❯ python main-multigpu-sharedmem.py
Serializing 860001 elements to byte tensors and concatenating them all ...
Serialized dataset takes 505.05 MiB
Traceback (most recent call last):
File "/home/xiaot/miniconda3/envs/ram/lib/python3.8/multiprocessing/resource_sharer.py", line 147, in _serve
send, close = self._cache.pop(key)
KeyError: 1
Worker 2 obtains a dataset of length=860001 from its local leader.
time PID rss pss uss shared shared_file
------ ------ ----- ----- ----- -------- -------------
77856 616200 1.5G 1.5G 1.4G 105.0M 104.9M
time PID rss pss uss shared shared_file
------ ------ ------ ------ ------ -------- -------------
77856 616202 229.4M 150.6M 124.7M 104.7M 104.7M
Traceback (most recent call last):
File "main-multigpu-sharedmem.py", line 56, in <module>
launch(main, num_gpus, dist_url="auto")
File "/home/xiaot/miniconda3/envs/ram/lib/python3.8/site-packages/detectron2/engine/launch.py", line 69, in launch
mp.start_processes(
File "/home/xiaot/miniconda3/envs/ram/lib/python3.8/site-packages/torch/multiprocessing/spawn.py", line 198, in start_processes
while not context.join():
File "/home/xiaot/miniconda3/envs/ram/lib/python3.8/site-packages/torch/multiprocessing/spawn.py", line 160, in join
raise ProcessRaisedException(msg, error_index, failed_process.pid)
torch.multiprocessing.spawn.ProcessRaisedException:
-- Process 1 terminated with the following error:
Traceback (most recent call last):
File "/home/xiaot/miniconda3/envs/ram/lib/python3.8/site-packages/torch/multiprocessing/spawn.py", line 69, in _wrap
fn(i, *args)
File "/home/xiaot/miniconda3/envs/ram/lib/python3.8/site-packages/detectron2/engine/launch.py", line 123, in _distributed_worker
main_func(*args)
File "/home/xiaot/Downloads/RAM-multiprocess-dataloader/main-multigpu-sharedmem.py", line 24, in main
ds = DatasetFromList(TorchShmSerializedList(
File "/home/xiaot/Downloads/RAM-multiprocess-dataloader/serialize.py", line 73, in __init__
self._addr, self._lst = mp.reduction.ForkingPickler.loads(serialized)

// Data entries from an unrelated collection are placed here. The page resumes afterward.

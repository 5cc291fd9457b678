//! Error types for config-remedy

use std::io;
use thiserror::Error;

use crate::driver::Platform;

/// Config-remedy error type
#[derive(Error, Debug)]
pub enum ConfigRemedyError {
    /// I/O error
    #[error("I/O error: {0}")]
    Io(#[from] io::Error),

    /// Regex compilation error from a rule pattern
    #[error("Regex error: {0}")]
    Regex(#[from] regex::Error),

    /// Parsing error (e.g. an unterminated banner)
    #[error("Parsing error: {0}")]
    Parse(String),

    /// Dump restore error
    #[error("Dump error: {0}")]
    Dump(String),

    /// Negation error (text cannot be toggled on this platform)
    #[error("Negation error: {0}")]
    Negation(String),

    /// The requested platform is not in the driver registry
    #[error("Unsupported platform: {0}")]
    UnsupportedPlatform(String),

    /// The two sides of a workflow were parsed with different drivers
    #[error("Mismatched drivers: {left} vs {right}")]
    MismatchedDrivers {
        /// Platform of the running configuration
        left: Platform,
        /// Platform of the generated configuration
        right: Platform,
    },
}

/// Config-remedy result type
pub type Result<T> = std::result::Result<T, ConfigRemedyError>;
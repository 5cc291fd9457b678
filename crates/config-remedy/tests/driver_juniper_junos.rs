//! Juniper JunOS remediation scenarios

use config_remedy::{Config, Platform, WorkflowRemediation, get_driver};
use std::collections::BTreeSet;

fn driver() -> config_remedy::Driver {
    get_driver(Platform::JuniperJunos).unwrap()
}

#[test]
fn basic_set_remediation() {
    let running = Config::parse_from_lines_fast(driver(), ["set vlans A vlan-id 2"]);
    let generated = Config::parse_from_lines_fast(driver(), ["set vlans B vlan-id 3"]);

    let mut workflow = WorkflowRemediation::new(running, generated).unwrap();
    let text = workflow
        .remediation_config_filtered_text(&BTreeSet::new(), &BTreeSet::new())
        .unwrap();

    let lines: BTreeSet<&str> = text.lines().collect();
    assert_eq!(
        lines,
        BTreeSet::from(["delete vlans A vlan-id 2", "set vlans B vlan-id 3"])
    );
}

#[test]
fn brace_input_matches_set_input() {
    let brace = Config::parse(
        driver(),
        "vlans {\n    A {\n        vlan-id 2;\n    }\n}\n",
    )
    .unwrap();
    let flat = Config::parse(driver(), "set vlans A vlan-id 2\n").unwrap();
    assert_eq!(brace, flat);
}

#[test]
fn brace_remediation() {
    let running = Config::parse(
        driver(),
        "vlans {\n    A {\n        vlan-id 2;\n    }\n}\n",
    )
    .unwrap();
    let generated = Config::parse(
        driver(),
        "vlans {\n    B {\n        vlan-id 3;\n    }\n}\n",
    )
    .unwrap();

    let mut workflow = WorkflowRemediation::new(running, generated).unwrap();
    let text = workflow
        .remediation_config_filtered_text(&BTreeSet::new(), &BTreeSet::new())
        .unwrap();

    let lines: BTreeSet<&str> = text.lines().collect();
    assert_eq!(
        lines,
        BTreeSet::from(["delete vlans A vlan-id 2", "set vlans B vlan-id 3"])
    );
}

#[test]
fn swap_negation_toggles_set_and_delete() {
    let d = driver();
    assert_eq!(
        d.swap_negation("set vlans A vlan-id 2").unwrap(),
        "delete vlans A vlan-id 2"
    );
    assert_eq!(
        d.swap_negation("delete vlans A vlan-id 2").unwrap(),
        "set vlans A vlan-id 2"
    );
}

#[test]
fn swap_negation_rejects_bare_text() {
    let d = driver();
    let error = d.swap_negation("vlans A vlan-id 2").unwrap_err();
    assert!(error.to_string().contains("did not start with"));
}
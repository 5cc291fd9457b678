//! Remediation workflow façade
//!
//! Coordinates the parser, differ and emitter for the common flow: given a
//! running and a generated configuration, build the remediation that aligns
//! the device with the generated state and the rollback that reverses it.

use std::collections::BTreeSet;

use crate::analysis::UnusedObjectAnalyzer;
use crate::error::{ConfigRemedyError, Result};
use crate::rules::TagRule;
use crate::tree::{Config, TextStyle};

/// Manages configuration workflows for one device by comparing its running
/// and generated configurations.
#[derive(Debug)]
pub struct WorkflowRemediation {
    /// The configuration currently active on the device
    pub running_config: Config,
    /// The target configuration for the device
    pub generated_config: Config,
    remediation_config: Option<Config>,
    rollback_config: Option<Config>,
}

impl WorkflowRemediation {
    /// Pair a running and a generated configuration.
    ///
    /// # Errors
    /// Returns an error when the two configurations use different drivers.
    pub fn new(running_config: Config, generated_config: Config) -> Result<Self> {
        if running_config.platform() != generated_config.platform() {
            return Err(ConfigRemedyError::MismatchedDrivers {
                left: running_config.platform(),
                right: generated_config.platform(),
            });
        }
        Ok(Self {
            running_config,
            generated_config,
            remediation_config: None,
            rollback_config: None,
        })
    }

    fn build_remediation(&mut self) -> Result<&mut Config> {
        let remediation = match self.remediation_config.take() {
            Some(remediation) => remediation,
            None => {
                let mut remediation = self
                    .running_config
                    .config_to_get_to(&self.generated_config)?;
                remediation.set_order_weight();
                remediation
            }
        };
        Ok(self.remediation_config.insert(remediation))
    }

    /// The commands that bring the device in line with the generated
    /// configuration. Built once and cached.
    ///
    /// # Errors
    /// Propagates negation failures from the platform driver.
    pub fn remediation_config(&mut self) -> Result<&Config> {
        self.build_remediation().map(|config| &*config)
    }

    /// The commands that revert the device from the generated configuration
    /// back to the running one. Built once and cached.
    ///
    /// # Errors
    /// Propagates negation failures from the platform driver.
    pub fn rollback_config(&mut self) -> Result<&Config> {
        let rollback = match self.rollback_config.take() {
            Some(rollback) => rollback,
            None => {
                let mut rollback = self
                    .generated_config
                    .config_to_get_to(&self.running_config)?;
                rollback.set_order_weight();
                rollback
            }
        };
        Ok(self.rollback_config.insert(rollback))
    }

    /// Tag parts of the remediation matching each rule's lineage, for
    /// selective application later.
    ///
    /// # Errors
    /// Propagates remediation-building failures.
    pub fn apply_remediation_tag_rules(&mut self, tag_rules: &[TagRule]) -> Result<()> {
        let remediation = self.build_remediation()?;
        for tag_rule in tag_rules {
            for node in remediation.get_children_deep(&tag_rule.match_rules) {
                remediation.add_tags(node, &tag_rule.apply_tags);
            }
        }
        Ok(())
    }

    /// The remediation rendered as text, filtered by include/exclude tags;
    /// unfiltered when both sets are empty.
    ///
    /// # Errors
    /// Propagates remediation-building failures.
    pub fn remediation_config_filtered_text(
        &mut self,
        include: &BTreeSet<String>,
        exclude: &BTreeSet<String>,
    ) -> Result<String> {
        let remediation = self.remediation_config()?;
        let nodes = if include.is_empty() && exclude.is_empty() {
            remediation.all_children_sorted()
        } else {
            remediation.all_children_sorted_by_tags(include, exclude)
        };
        Ok(nodes
            .iter()
            .map(|&node| {
                remediation
                    .node(node)
                    .cisco_style_text(TextStyle::WithoutComments)
            })
            .collect::<Vec<_>>()
            .join("\n"))
    }

    /// Removal commands for objects defined but never referenced in the
    /// running configuration, using the driver's builtin rules. Pass
    /// `object_types` to restrict the analysis; `None` runs every rule.
    #[must_use]
    pub fn unused_object_remediation(&self, object_types: Option<&[String]>) -> Config {
        let analyzer = UnusedObjectAnalyzer::new(&self.running_config);
        let analyzer = match object_types {
            Some(types) => analyzer.filtered(types),
            None => analyzer,
        };
        analyzer.removal_config()
    }
}
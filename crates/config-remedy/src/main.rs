//! Binary entry point for the config-remedy CLI

use std::process::ExitCode;

fn main() -> ExitCode {
    match config_remedy::run(std::env::args_os()) {
        Ok(()) => ExitCode::SUCCESS,
        Err(error) => {
            eprintln!("error: {error:#}");
            ExitCode::FAILURE
        }
    }
}
//! Platform drivers
//!
//! A [`Driver`] binds a platform to its declarative rule set and a small set
//! of overridable behaviors: negation swapping, verbatim negation text,
//! idempotent-command pairing and raw-text preprocessing. Platform
//! customization happens by supplying different rule tables or by overriding
//! one of the [`PlatformHooks`] methods; everything else is shared.

mod arista_eos;
mod cisco_ios;
mod cisco_nxos;
mod cisco_xr;
mod fortigate_fortios;
mod fortinet_fortios;
mod generic;
mod hp_comware5;
mod hp_procurve;
mod juniper_junos;
mod vyos;

pub use hp_procurve::expand_interface_range;

use std::borrow::Cow;
use std::fmt;
use std::str::FromStr;
use std::sync::Arc;

use crate::error::{ConfigRemedyError, Result};
use crate::rules::DriverRules;
use crate::tree::{Config, NodeId};

/// Network operating systems with a registered driver.
#[derive(
    Debug,
    Clone,
    Copy,
    PartialEq,
    Eq,
    Hash,
    strum_macros::Display,
    strum_macros::EnumString,
    strum_macros::EnumIter,
    serde::Serialize,
    serde::Deserialize,
)]
#[strum(serialize_all = "snake_case")]
#[serde(rename_all = "snake_case")]
pub enum Platform {
    /// Arista EOS
    AristaEos,
    /// Cisco IOS / IOS-XE
    CiscoIos,
    /// Cisco NX-OS
    CiscoNxos,
    /// Cisco IOS-XR
    CiscoXr,
    /// Platform-agnostic parsing with no rules
    Generic,
    /// HP Comware 5
    HpComware5,
    /// HP ProCurve / ArubaOS-Switch
    HpProcurve,
    /// Juniper JunOS
    JuniperJunos,
    /// VyOS
    Vyos,
    /// Fortinet FortiOS
    FortinetFortios,
    /// FortiGate FortiOS
    FortigateFortios,
}

/// Overridable per-platform behaviors. Default methods implement the rule
/// driven behavior shared by most platforms.
pub trait PlatformHooks: fmt::Debug + Send + Sync {
    /// The platform this hook set belongs to.
    fn platform(&self) -> Platform;

    /// Prefix that negates a command.
    fn negation_prefix(&self) -> &'static str {
        "no "
    }

    /// Prefix that declares a command on set-based platforms.
    fn declaration_prefix(&self) -> &'static str {
        ""
    }

    /// Toggle negation of a command line.
    ///
    /// # Errors
    /// Platforms with strict prefixes may reject text carrying neither the
    /// declaration nor the negation prefix.
    fn swap_negation(&self, text: &str) -> Result<String> {
        let negation = self.negation_prefix();
        Ok(match text.strip_prefix(negation) {
            Some(stripped) => stripped.to_string(),
            None => format!("{negation}{text}"),
        })
    }

    /// Rewrite the raw configuration before parsing.
    fn config_preprocessor<'a>(&self, text: &'a str) -> Cow<'a, str> {
        Cow::Borrowed(text)
    }

    /// Verbatim replacement text for negating `node`, if any rule applies.
    fn negate_with(&self, config: &Config, node: NodeId) -> Option<String> {
        rules_negate_with(config, node)
    }

    /// The single child of `target_parent` that is semantically the same
    /// command as `node` (e.g. two `ip address` statements under one
    /// interface), if any.
    fn idempotent_for(
        &self,
        config: &Config,
        node: NodeId,
        target: &Config,
        target_parent: NodeId,
    ) -> Option<NodeId> {
        rules_idempotent_for(config, node, target, target_parent)
    }
}

/// Rule-table implementation of [`PlatformHooks::negate_with`], available to
/// overriding platforms as their fallback.
#[must_use]
pub fn rules_negate_with(config: &Config, node: NodeId) -> Option<String> {
    config
        .driver()
        .rules()
        .negate_with
        .iter()
        .find(|rule| config.is_lineage_match(node, &rule.match_rules))
        .map(|rule| rule.use_text.clone())
}

/// Rule-table implementation of [`PlatformHooks::idempotent_for`], available
/// to overriding platforms as their fallback.
#[must_use]
pub fn rules_idempotent_for(
    config: &Config,
    node: NodeId,
    target: &Config,
    target_parent: NodeId,
) -> Option<NodeId> {
    let rules = config.driver().rules();
    for avoid in &rules.idempotent_commands_avoid {
        if config.is_lineage_match_stripped(node, &avoid.match_rules) {
            return None;
        }
    }
    for rule in &rules.idempotent_commands {
        if config.is_lineage_match_stripped(node, &rule.match_rules) {
            for &other in target.children(target_parent) {
                if target.is_lineage_match_stripped(other, &rule.match_rules) {
                    return Some(other);
                }
            }
        }
    }
    None
}

/// A platform's rule set plus its hook implementations. Cheap to clone;
/// every tree parsed for the platform shares the same rules.
#[derive(Debug, Clone)]
pub struct Driver {
    rules: Arc<DriverRules>,
    hooks: Arc<dyn PlatformHooks>,
}

impl Driver {
    /// Bind a rule set to a hook implementation.
    #[must_use]
    pub fn new(rules: DriverRules, hooks: Arc<dyn PlatformHooks>) -> Self {
        Self {
            rules: Arc::new(rules),
            hooks,
        }
    }

    /// The driver's platform.
    #[must_use]
    pub fn platform(&self) -> Platform {
        self.hooks.platform()
    }

    /// The declarative rule set.
    #[must_use]
    pub fn rules(&self) -> &DriverRules {
        &self.rules
    }

    /// Prefix that negates a command.
    #[must_use]
    pub fn negation_prefix(&self) -> &'static str {
        self.hooks.negation_prefix()
    }

    /// Prefix that declares a command on set-based platforms.
    #[must_use]
    pub fn declaration_prefix(&self) -> &'static str {
        self.hooks.declaration_prefix()
    }

    /// Toggle negation of a command line.
    ///
    /// # Errors
    /// Propagates platform rejections of untoggleable text.
    pub fn swap_negation(&self, text: &str) -> Result<String> {
        self.hooks.swap_negation(text)
    }

    /// Rewrite the raw configuration before parsing.
    #[must_use]
    pub fn config_preprocessor<'a>(&self, text: &'a str) -> Cow<'a, str> {
        self.hooks.config_preprocessor(text)
    }

    /// Verbatim negation text for `node`, if a rule or hook supplies one.
    #[must_use]
    pub fn negate_with(&self, config: &Config, node: NodeId) -> Option<String> {
        self.hooks.negate_with(config, node)
    }

    /// Idempotent counterpart of `node` among the children of
    /// `target_parent`, if any.
    #[must_use]
    pub fn idempotent_for(
        &self,
        config: &Config,
        node: NodeId,
        target: &Config,
        target_parent: NodeId,
    ) -> Option<NodeId> {
        self.hooks.idempotent_for(config, node, target, target_parent)
    }
}

/// Build the driver for `platform`.
///
/// # Errors
/// Returns an error if one of the platform's rule patterns fails to compile.
pub fn get_driver(platform: Platform) -> Result<Driver> {
    match platform {
        Platform::AristaEos => arista_eos::driver(),
        Platform::CiscoIos => cisco_ios::driver(),
        Platform::CiscoNxos => cisco_nxos::driver(),
        Platform::CiscoXr => cisco_xr::driver(),
        Platform::Generic => generic::driver(),
        Platform::HpComware5 => hp_comware5::driver(),
        Platform::HpProcurve => hp_procurve::driver(),
        Platform::JuniperJunos => juniper_junos::driver(),
        Platform::Vyos => vyos::driver(),
        Platform::FortinetFortios => fortinet_fortios::driver(),
        Platform::FortigateFortios => fortigate_fortios::driver(),
    }
}

/// Parse a platform name (e.g. `cisco_ios`) into a [`Platform`].
///
/// # Errors
/// Returns an error naming the unknown platform.
pub fn parse_platform(name: &str) -> Result<Platform> {
    Platform::from_str(name)
        .map_err(|_| ConfigRemedyError::UnsupportedPlatform(name.to_string()))
}

impl Config {
    /// Negate the text of `node`: consult `negate_with` rules and hooks,
    /// then `negation_default_when` rules, then fall back to swapping the
    /// negation prefix.
    ///
    /// # Errors
    /// Propagates platform rejections of untoggleable text.
    pub fn negate_node(&mut self, node: NodeId) -> Result<()> {
        let driver = self.driver().clone();
        if let Some(use_text) = driver.negate_with(self, node) {
            self.set_text(node, &use_text);
            return Ok(());
        }
        let default_when = driver
            .rules()
            .negation_default_when
            .iter()
            .any(|rule| self.is_lineage_match(node, &rule.match_rules));
        if default_when {
            let negation = driver.negation_prefix();
            let text = self.text(node);
            let bare = text.strip_prefix(negation).unwrap_or(text);
            let defaulted = format!("default {bare}");
            self.set_text(node, &defaulted);
            return Ok(());
        }
        let swapped = driver.swap_negation(self.text(node))?;
        self.set_text(node, &swapped);
        Ok(())
    }
}

#[cfg(test)]
mod tests {
    use super::*;
    use crate::tree::ROOT;
    use strum::IntoEnumIterator;

    #[test]
    fn test_every_platform_has_a_driver() {
        for platform in Platform::iter() {
            let driver = get_driver(platform).unwrap();
            assert_eq!(driver.platform(), platform);
        }
    }

    #[test]
    fn test_parse_platform_names() {
        assert_eq!(parse_platform("cisco_ios").unwrap(), Platform::CiscoIos);
        assert_eq!(parse_platform("juniper_junos").unwrap(), Platform::JuniperJunos);
        assert!(parse_platform("net_os_9000").is_err());
    }

    #[test]
    fn test_default_swap_negation() {
        let driver = get_driver(Platform::Generic).unwrap();
        assert_eq!(driver.swap_negation("ip routing").unwrap(), "no ip routing");
        assert_eq!(driver.swap_negation("no ip routing").unwrap(), "ip routing");
    }

    #[test]
    fn test_negate_node_default_when() {
        // Arista marks `logging event link-status` under interfaces as a
        // default-form negation.
        let driver = get_driver(Platform::AristaEos).unwrap();
        let mut config = Config::new(driver);
        let leaf =
            config.add_children_deep(ROOT, ["interface Ethernet1", "logging event link-status"]);
        config.negate_node(leaf).unwrap();
        assert_eq!(config.text(leaf), "default logging event link-status");
    }
}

File "/home/xiaot/miniconda3/envs/ram/lib/python3.8/site-packages/torch/multiprocessing/reductions.py", line 305, in rebuild_storage_fd
fd = df.detach()
File "/home/xiaot/miniconda3/envs/ram/lib/python3.8/multiprocessing/resource_sharer.py", line 58, in detach
return reduction.recv_handle(conn)
File "/home/xiaot/miniconda3/envs/ram/lib/python3.8/multiprocessing/reduction.py", line 189, in recv_handle
return recvfds(s, 1)[0]
File "/home/xiaot/miniconda3/envs/ram/lib/python3.8/multiprocessing/reduction.py", line 159, in recvfds
raise EOFError
EOFError
I wonder if this can be reproduced by others and if there are any potential solutions to it? Many thanks.